The first main takeaway from their piece: antitrust populism is grounded in a rejection of economic analysis, preferring instead to use antitrust as a political tool.
Antitrust populism is grounded in a rejection of economic analysis, preferring instead to use antitrust as a political tool. “What is antitrust populism? It could simply be said that antitrust populism is economic populism applied to antitrust matters. More precisely, antitrust populism entails both the rejection of rigorous economic analysis in favor of politically-driven competition enforcement, as well as suspicion of the role of experts and independent agencies on antitrust matters. The populist use of antitrust laws is ‘fashionable again.'”

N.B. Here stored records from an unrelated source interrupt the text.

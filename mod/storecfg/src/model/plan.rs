use serde::{Deserialize, Serialize};

use super::profile::{HardwareSelectionInput, StoreHardwareProfile, StoreVerticalProfile};

/// Provisioning directives supplied with a store creation or preview
/// request. Everything is optional; an all-empty payload produces a
/// disabled no-op plan.
#[derive(Debug, Clone, Default, Deserialize)]
#[serde(rename_all = "camelCase", default)]
pub struct ProvisioningRequest {
    pub country_code: String,

    /// Vertical template to instantiate. `templateCode` is accepted
    /// as an alias.
    #[serde(alias = "templateCode")]
    pub vertical_template_code: String,

    pub vertical_overrides: serde_json::Value,

    pub vertical_profile_status: String,

    pub vertical_metadata: serde_json::Value,

    /// Force hardware profile creation even with no targets.
    pub auto_create_hardware_profile: Option<bool>,

    /// Opt out of catalog auto-selection (defaults to on).
    pub auto_select_hardware: Option<bool>,

    pub provider_priority: Vec<String>,

    pub capability_targets: Vec<String>,

    /// Explicit selections; when present they win over auto-selection.
    pub hardware_selections: Vec<HardwareSelectionInput>,

    pub hardware_profile_status: String,

    pub hardware_metadata: serde_json::Value,

    /// Business type stamped on the hardware profile; falls back to
    /// the template code.
    pub business_type: String,
}

impl ProvisioningRequest {
    /// True when no provisioning field was supplied — the plan is a
    /// disabled no-op in that case.
    pub fn is_empty(&self) -> bool {
        self.country_code.trim().is_empty()
            && self.vertical_template_code.trim().is_empty()
            && self.vertical_overrides.is_null()
            && self.vertical_profile_status.trim().is_empty()
            && self.vertical_metadata.is_null()
            && self.auto_create_hardware_profile.is_none()
            && self.auto_select_hardware.is_none()
            && self.provider_priority.is_empty()
            && self.capability_targets.is_empty()
            && self.hardware_selections.is_empty()
            && self.hardware_profile_status.trim().is_empty()
            && self.hardware_metadata.is_null()
            && self.business_type.trim().is_empty()
    }
}

/// Hardware portion of a plan summary.
#[derive(Debug, Clone, Serialize, PartialEq)]
#[serde(rename_all = "camelCase")]
pub struct HardwareSummary {
    /// Capability targets not covered by the resolved selections.
    pub missing_capabilities: Vec<String>,
    pub covered_capabilities: Vec<String>,
    pub warnings: Vec<String>,
    pub auto_selected: bool,
}

#[derive(Debug, Clone, Serialize, PartialEq)]
#[serde(rename_all = "camelCase")]
pub struct PlanSummary {
    pub template_code: Option<String>,
    pub hardware: Option<HardwareSummary>,
}

/// The ephemeral output of provisioning planning. Never persisted —
/// either materialized into real profiles or discarded (preview mode).
#[derive(Debug, Clone, Serialize)]
#[serde(rename_all = "camelCase")]
pub struct ProvisioningPlan {
    pub enabled: bool,
    pub country_code: String,
    pub location_id: String,
    pub vertical_profile_draft: Option<StoreVerticalProfile>,
    pub hardware_profile_draft: Option<StoreHardwareProfile>,
    pub summary: Option<PlanSummary>,
}

#[cfg(test)]
mod tests {
    use super::*;

    #[test]
    fn empty_request_detection() {
        let req: ProvisioningRequest = serde_json::from_str("{}").unwrap();
        assert!(req.is_empty());

        let req: ProvisioningRequest =
            serde_json::from_str(r#"{"verticalTemplateCode":"MILK_TEA"}"#).unwrap();
        assert!(!req.is_empty());

        let req: ProvisioningRequest =
            serde_json::from_str(r#"{"autoCreateHardwareProfile":false}"#).unwrap();
        assert!(!req.is_empty());
    }

    #[test]
    fn template_code_alias() {
        let req: ProvisioningRequest =
            serde_json::from_str(r#"{"templateCode":"HOTPOT"}"#).unwrap();
        assert_eq!(req.vertical_template_code, "HOTPOT");
    }
}
use axum::http::StatusCode;
use axum::response::{IntoResponse, Response};
use serde::Serialize;
use thiserror::Error;

// ── Error codes ─────────────────────────────────────────────────────
//
// Stable, machine-readable identifiers. Clients match on these —
// never on the human-readable message string.

/// Stable error code constants.
///
/// Clients should match on `code` from `{"code": "NOT_FOUND", "message": "..."}`.
/// Codes never change; messages may be reworded.
pub mod error_code {
    pub const NOT_FOUND: &str = "NOT_FOUND";
    pub const ALREADY_EXISTS: &str = "ALREADY_EXISTS";
    pub const VALIDATION_FAILED: &str = "VALIDATION_FAILED";
    pub const INTERNAL: &str = "INTERNAL";
    pub const STORAGE_ERROR: &str = "STORAGE_ERROR";
}

/// A single row-level failure inside a batch validation error.
///
/// `index` is the zero-based position of the offending row in the
/// request payload; `reason` is human-readable.
#[derive(Debug, Clone, PartialEq, Eq, Serialize)]
pub struct RowError {
    pub index: usize,
    pub reason: String,
}

// ── ServiceError ────────────────────────────────────────────────────

/// Unified service error type used across all modules.
///
/// Each variant maps to a stable error code (see [`error_code`]) and an
/// HTTP status code. The JSON response always includes both:
///
/// ```json
/// {"code": "NOT_FOUND", "message": "store 'loc-001' not found"}
/// ```
///
/// Batch validation failures additionally carry a `details` array of
/// `{index, reason}` objects so clients can pinpoint offending rows.
#[derive(Error, Debug)]
pub enum ServiceError {
    /// Resource does not exist. HTTP 404.
    #[error("{0}")]
    NotFound(String),

    /// Duplicate key / resource already exists. HTTP 409.
    #[error("{0}")]
    Conflict(String),

    /// Input data is invalid. HTTP 400.
    #[error("{0}")]
    Validation(String),

    /// A batch of input rows failed validation. HTTP 400 with `details`.
    #[error("{message}")]
    ValidationBatch {
        message: String,
        details: Vec<RowError>,
    },

    /// Storage backend failure. HTTP 500.
    #[error("{0}")]
    Storage(String),

    /// Unexpected internal error. HTTP 500.
    #[error("{0}")]
    Internal(String),
}

impl ServiceError {
    /// Stable, machine-readable error code.
    pub fn error_code(&self) -> &'static str {
        match self {
            ServiceError::NotFound(_) => error_code::NOT_FOUND,
            ServiceError::Conflict(_) => error_code::ALREADY_EXISTS,
            ServiceError::Validation(_) => error_code::VALIDATION_FAILED,
            ServiceError::ValidationBatch { .. } => error_code::VALIDATION_FAILED,
            ServiceError::Storage(_) => error_code::STORAGE_ERROR,
            ServiceError::Internal(_) => error_code::INTERNAL,
        }
    }

    /// HTTP status code for this error.
    pub fn status_code(&self) -> StatusCode {
        match self {
            ServiceError::NotFound(_) => StatusCode::NOT_FOUND,
            ServiceError::Conflict(_) => StatusCode::CONFLICT,
            ServiceError::Validation(_) => StatusCode::BAD_REQUEST,
            ServiceError::ValidationBatch { .. } => StatusCode::BAD_REQUEST,
            ServiceError::Storage(_) => StatusCode::INTERNAL_SERVER_ERROR,
            ServiceError::Internal(_) => StatusCode::INTERNAL_SERVER_ERROR,
        }
    }
}

impl IntoResponse for ServiceError {
    fn into_response(self) -> Response {
        let status = self.status_code();
        let mut body = serde_json::json!({
            "code": self.error_code(),
            "message": self.to_string(),
        });
        if let ServiceError::ValidationBatch { ref details, .. } = self {
            body["details"] = serde_json::json!(details);
        }
        (status, axum::Json(body)).into_response()
    }
}

#[cfg(test)]
mod tests {
    use super::*;

    #[test]
    fn status_code_mapping() {
        assert_eq!(ServiceError::NotFound("x".into()).status_code(), StatusCode::NOT_FOUND);
        assert_eq!(ServiceError::Conflict("x".into()).status_code(), StatusCode::CONFLICT);
        assert_eq!(ServiceError::Validation("x".into()).status_code(), StatusCode::BAD_REQUEST);
        assert_eq!(
            ServiceError::ValidationBatch { message: "x".into(), details: vec![] }.status_code(),
            StatusCode::BAD_REQUEST
        );
        assert_eq!(ServiceError::Storage("x".into()).status_code(), StatusCode::INTERNAL_SERVER_ERROR);
        assert_eq!(ServiceError::Internal("x".into()).status_code(), StatusCode::INTERNAL_SERVER_ERROR);
    }

    #[test]
    fn error_code_mapping() {
        assert_eq!(ServiceError::NotFound("x".into()).error_code(), "NOT_FOUND");
        assert_eq!(ServiceError::Conflict("x".into()).error_code(), "ALREADY_EXISTS");
        assert_eq!(ServiceError::Validation("x".into()).error_code(), "VALIDATION_FAILED");
        assert_eq!(
            ServiceError::ValidationBatch { message: "x".into(), details: vec![] }.error_code(),
            "VALIDATION_FAILED"
        );
        assert_eq!(ServiceError::Storage("x".into()).error_code(), "STORAGE_ERROR");
        assert_eq!(ServiceError::Internal("x".into()).error_code(), "INTERNAL");
    }

    #[test]
    fn error_display_is_just_message() {
        assert_eq!(ServiceError::NotFound("store loc-1".into()).to_string(), "store loc-1");
        assert_eq!(
            ServiceError::ValidationBatch {
                message: "invalid selections".into(),
                details: vec![RowError { index: 2, reason: "quantity out of range".into() }],
            }
            .to_string(),
            "invalid selections"
        );
    }

    #[test]
    fn json_response_format() {
        let err = ServiceError::ValidationBatch {
            message: "invalid selections".into(),
            details: vec![RowError { index: 0, reason: "unknown model".into() }],
        };
        let resp = err.into_response();
        assert_eq!(resp.status(), StatusCode::BAD_REQUEST);
    }
}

Contemporary antitrust populism has its roots in the early 20th century, an era when antitrust enforcement lacked the backing of economic analysis. “There are parallels between this latest wave of populism and pre-1970’s American antitrust jurisprudence, when courts struggled with the Sherman Act’s broad mandate and ruled based on vague socio-political goals. The earliest courts understood antitrust law as a protection for small businesses and ‘worthy men,’ even if it meant sacrificing lower prices for consumers. In 1945, Judge Learned Hand declared ‘great industrial consolidations are inherently undesirable, regardless of their economic results.’ The case law that developed from these attitudes established crude bright-line rules based on market share structural presumptions, ushering a period of enforcement now almost universally recognized as detrimental to consumers.”

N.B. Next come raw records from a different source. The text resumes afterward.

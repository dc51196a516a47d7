//! Static vertical-business template catalog.
//!
//! Templates describe how a business vertical (milk tea shop, hotpot
//! restaurant, nail salon, ...) configures a store: required and
//! recommended hardware capabilities plus nested behavior profiles.
//! The nested blocks stay schema-open JSON so per-store overrides can
//! deep-merge onto them without a schema migration.

use std::sync::LazyLock;

use serde::Serialize;
use serde_json::{Value, json};

use super::normalize::{normalize_country_code, normalize_template_code};

/// Version stamp recorded into every vertical profile draft. Bumped
/// whenever the template catalog changes shape or content.
pub const VERTICAL_TEMPLATE_VERSION: &str = "2026.02";

#[derive(Debug, Clone, Serialize)]
#[serde(rename_all = "camelCase")]
pub struct VerticalTemplate {
    pub template_code: String,
    pub display_name: String,
    pub display_name_en: String,
    pub type_group: String,
    pub business_type: String,
    pub supported_countries: Vec<String>,
    pub required_capabilities: Vec<String>,
    pub recommended_capabilities: Vec<String>,
    pub table_service_profile: Value,
    pub menu_option_profile: Value,
    pub kitchen_profile: Value,
    pub queue_profile: Value,
}

fn strings(items: &[&str]) -> Vec<String> {
    items.iter().map(|s| s.to_string()).collect()
}

static VERTICAL_TEMPLATES: LazyLock<Vec<VerticalTemplate>> = LazyLock::new(|| {
    vec![
        VerticalTemplate {
            template_code: "MILK_TEA".into(),
            display_name: "奶茶店".into(),
            display_name_en: "Milk Tea Shop".into(),
            type_group: "FOOD".into(),
            business_type: "TEA_BEVERAGE".into(),
            supported_countries: strings(&["US", "CA", "SG", "HK"]),
            required_capabilities: strings(&[
                "COUNTER_CHECKOUT",
                "EMV_NFC_PAYMENT",
                "FRONT_RECEIPT_PRINT",
            ]),
            recommended_capabilities: strings(&[
                "KITCHEN_TICKET_PRINT",
                "QUEUE_CALLING",
                "MENU_AD_SIGNAGE",
            ]),
            table_service_profile: json!({"enabled": false, "supportsSeatSplit": false}),
            menu_option_profile: json!({"highFrequencyEdits": true, "maxOptionGroups": 6}),
            kitchen_profile: json!({"stations": ["BEVERAGE"], "kdsEnabled": false}),
            queue_profile: json!({"enabled": true, "callingScreen": true}),
        },
        VerticalTemplate {
            template_code: "HOTPOT".into(),
            display_name: "火锅店".into(),
            display_name_en: "Hotpot Restaurant".into(),
            type_group: "FOOD".into(),
            business_type: "FULL_SERVICE".into(),
            supported_countries: strings(&["US", "CA", "SG"]),
            required_capabilities: strings(&[
                "COUNTER_CHECKOUT",
                "EMV_NFC_PAYMENT",
                "FRONT_RECEIPT_PRINT",
                "TABLESIDE_ORDERING",
                "KITCHEN_TICKET_PRINT",
            ]),
            recommended_capabilities: strings(&["KDS_PRODUCTION", "CASH_MANAGEMENT"]),
            table_service_profile: json!({"enabled": true, "supportsSeatSplit": true}),
            menu_option_profile: json!({"highFrequencyEdits": false, "maxOptionGroups": 4}),
            kitchen_profile: json!({"stations": ["SOUP_BASE", "PLATTER"], "kdsEnabled": true}),
            queue_profile: json!({"enabled": true, "callingScreen": true}),
        },
        VerticalTemplate {
            template_code: "QUICK_SERVICE".into(),
            display_name: "快餐店".into(),
            display_name_en: "Quick Service Restaurant".into(),
            type_group: "FOOD".into(),
            business_type: "QUICK_SERVICE".into(),
            supported_countries: strings(&["US", "CA", "GB", "AU"]),
            required_capabilities: strings(&[
                "COUNTER_CHECKOUT",
                "EMV_NFC_PAYMENT",
                "FRONT_RECEIPT_PRINT",
                "KDS_PRODUCTION",
            ]),
            recommended_capabilities: strings(&["SELF_ORDER_KIOSK", "QUEUE_CALLING"]),
            table_service_profile: json!({"enabled": false, "supportsSeatSplit": false}),
            menu_option_profile: json!({"highFrequencyEdits": true, "maxOptionGroups": 5}),
            kitchen_profile: json!({"stations": ["GRILL", "FRYER", "ASSEMBLY"], "kdsEnabled": true}),
            queue_profile: json!({"enabled": true, "callingScreen": true}),
        },
        VerticalTemplate {
            template_code: "CAFE".into(),
            display_name: "咖啡店".into(),
            display_name_en: "Cafe".into(),
            type_group: "FOOD".into(),
            business_type: "TEA_BEVERAGE".into(),
            supported_countries: strings(&["US", "CA", "GB", "FR"]),
            required_capabilities: strings(&[
                "COUNTER_CHECKOUT",
                "EMV_NFC_PAYMENT",
                "FRONT_RECEIPT_PRINT",
            ]),
            recommended_capabilities: strings(&["CUSTOMER_FACING_DISPLAY", "MENU_AD_SIGNAGE"]),
            table_service_profile: json!({"enabled": true, "supportsSeatSplit": false}),
            menu_option_profile: json!({"highFrequencyEdits": true, "maxOptionGroups": 4}),
            kitchen_profile: json!({"stations": ["BARISTA"], "kdsEnabled": false}),
            queue_profile: json!({"enabled": false, "callingScreen": false}),
        },
        VerticalTemplate {
            template_code: "BAKERY".into(),
            display_name: "烘焙店".into(),
            display_name_en: "Bakery".into(),
            type_group: "FOOD".into(),
            business_type: "RETAIL_FOOD".into(),
            supported_countries: strings(&["US", "CA"]),
            required_capabilities: strings(&[
                "COUNTER_CHECKOUT",
                "EMV_NFC_PAYMENT",
                "FRONT_RECEIPT_PRINT",
            ]),
            recommended_capabilities: strings(&["CASH_MANAGEMENT", "MENU_AD_SIGNAGE"]),
            table_service_profile: json!({"enabled": false, "supportsSeatSplit": false}),
            menu_option_profile: json!({"highFrequencyEdits": false, "maxOptionGroups": 3}),
            kitchen_profile: json!({"stations": ["OVEN"], "kdsEnabled": false}),
            queue_profile: json!({"enabled": false, "callingScreen": false}),
        },
        VerticalTemplate {
            template_code: "NAIL_SALON".into(),
            display_name: "美甲店".into(),
            display_name_en: "Nail Salon".into(),
            type_group: "SERVICE".into(),
            business_type: "APPOINTMENT_SERVICE".into(),
            supported_countries: strings(&["US"]),
            required_capabilities: strings(&["COUNTER_CHECKOUT", "EMV_NFC_PAYMENT"]),
            recommended_capabilities: strings(&["CUSTOMER_FACING_DISPLAY", "MENU_AD_SIGNAGE"]),
            table_service_profile: json!({"enabled": false, "supportsSeatSplit": false}),
            menu_option_profile: json!({"highFrequencyEdits": false, "maxOptionGroups": 2}),
            kitchen_profile: json!({"stations": [], "kdsEnabled": false}),
            queue_profile: json!({"enabled": true, "callingScreen": false}),
        },
        VerticalTemplate {
            template_code: "CONVENIENCE".into(),
            display_name: "便利店".into(),
            display_name_en: "Convenience Store".into(),
            type_group: "RETAIL".into(),
            business_type: "RETAIL_GOODS".into(),
            supported_countries: strings(&["US", "CA", "SG", "HK"]),
            required_capabilities: strings(&[
                "COUNTER_CHECKOUT",
                "EMV_NFC_PAYMENT",
                "FRONT_RECEIPT_PRINT",
                "CASH_MANAGEMENT",
            ]),
            recommended_capabilities: strings(&["OFFLINE_TOLERANCE"]),
            table_service_profile: json!({"enabled": false, "supportsSeatSplit": false}),
            menu_option_profile: json!({"highFrequencyEdits": false, "maxOptionGroups": 1}),
            kitchen_profile: json!({"stations": [], "kdsEnabled": false}),
            queue_profile: json!({"enabled": false, "callingScreen": false}),
        },
    ]
});

/// Read-only accessor for the template catalog.
pub fn vertical_templates() -> &'static [VerticalTemplate] {
    &VERTICAL_TEMPLATES
}

/// Whether `template` may be used in `country_code`. An empty country
/// passes everything through.
pub fn is_template_allowed_in_country(template: &VerticalTemplate, country_code: &str) -> bool {
    country_code.is_empty()
        || template.supported_countries.iter().any(|c| c == country_code)
}

/// Exact lookup by normalized template code. Absence is not an error.
pub fn get_vertical_template(template_code: &str) -> Option<&'static VerticalTemplate> {
    let code = normalize_template_code(template_code);
    if code.is_empty() {
        return None;
    }
    vertical_templates().iter().find(|t| t.template_code == code)
}

/// Filters for [`list_vertical_templates`]. Empty strings mean
/// "no filter"; `keyword` matches code and both display names,
/// case-insensitively.
#[derive(Debug, Clone, Default, serde::Deserialize)]
#[serde(rename_all = "camelCase", default)]
pub struct TemplateFilter {
    pub country_code: String,
    pub type_group: String,
    pub business_type: String,
    pub keyword: String,
}

pub fn list_vertical_templates(filter: &TemplateFilter) -> Vec<&'static VerticalTemplate> {
    let country = normalize_country_code(&filter.country_code, "");
    let type_group = filter.type_group.trim().to_uppercase();
    let business_type = filter.business_type.trim().to_uppercase();
    let keyword = filter.keyword.trim().to_lowercase();

    vertical_templates()
        .iter()
        .filter(|template| {
            if !is_template_allowed_in_country(template, &country) {
                return false;
            }
            if !type_group.is_empty() && template.type_group != type_group {
                return false;
            }
            if !business_type.is_empty() && template.business_type != business_type {
                return false;
            }
            if keyword.is_empty() {
                return true;
            }
            let searchable = format!(
                "{} {} {} {} {}",
                template.template_code,
                template.display_name,
                template.display_name_en,
                template.type_group,
                template.business_type,
            )
            .to_lowercase();
            searchable.contains(&keyword)
        })
        .collect()
}

#[cfg(test)]
mod tests {
    use super::*;

    #[test]
    fn list_by_country_and_keyword() {
        let rows = list_vertical_templates(&TemplateFilter {
            country_code: "US".into(),
            keyword: "奶茶".into(),
            ..Default::default()
        });
        assert!(rows.iter().any(|t| t.template_code == "MILK_TEA"));
    }

    #[test]
    fn type_group_filtering() {
        let rows = list_vertical_templates(&TemplateFilter {
            country_code: "US".into(),
            type_group: "SERVICE".into(),
            ..Default::default()
        });
        assert_eq!(rows.len(), 1);
        assert_eq!(rows[0].template_code, "NAIL_SALON");
    }

    #[test]
    fn country_gating() {
        let rows = list_vertical_templates(&TemplateFilter {
            country_code: "FR".into(),
            ..Default::default()
        });
        assert!(rows.iter().all(|t| t.supported_countries.iter().any(|c| c == "FR")));
        assert!(!rows.iter().any(|t| t.template_code == "MILK_TEA"));
    }

    #[test]
    fn get_by_code_is_case_insensitive() {
        let template = get_vertical_template("hotpot").unwrap();
        assert_eq!(template.template_code, "HOTPOT");
        assert!(get_vertical_template("").is_none());
        assert!(get_vertical_template("NO_SUCH").is_none());
    }

    #[test]
    fn template_capabilities_reference_known_tags() {
        for template in vertical_templates() {
            for cap in template
                .required_capabilities
                .iter()
                .chain(template.recommended_capabilities.iter())
            {
                assert!(
                    super::super::hardware::CAPABILITIES.iter().any(|c| *c == cap.as_str()),
                    "unknown capability {cap} in {}",
                    template.template_code
                );
            }
        }
    }
}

Populists advocate the use of antitrust tools to solve a broad array of perceived social and economic harms beyond competition. “Antitrust agencies should, according to modern antitrust populists, pursue a number of objectives, which are much wider than economic efficiency fostered through the consumer welfare standard. There are indeed a number of objectives which are propelled by proponents of a more politically-driven approach. These objectives are: fairness (or, more precisely, redistributive justice in an Aristotelian perspective), the fight against concentration (irrespective of harm to the competitive process), labor market mobility (despite labor laws and regulations essentially aimed at fulfilling this objective), and the fight against monopolization (irrespective of pro-competitive behaviors from ‘monopolists’).”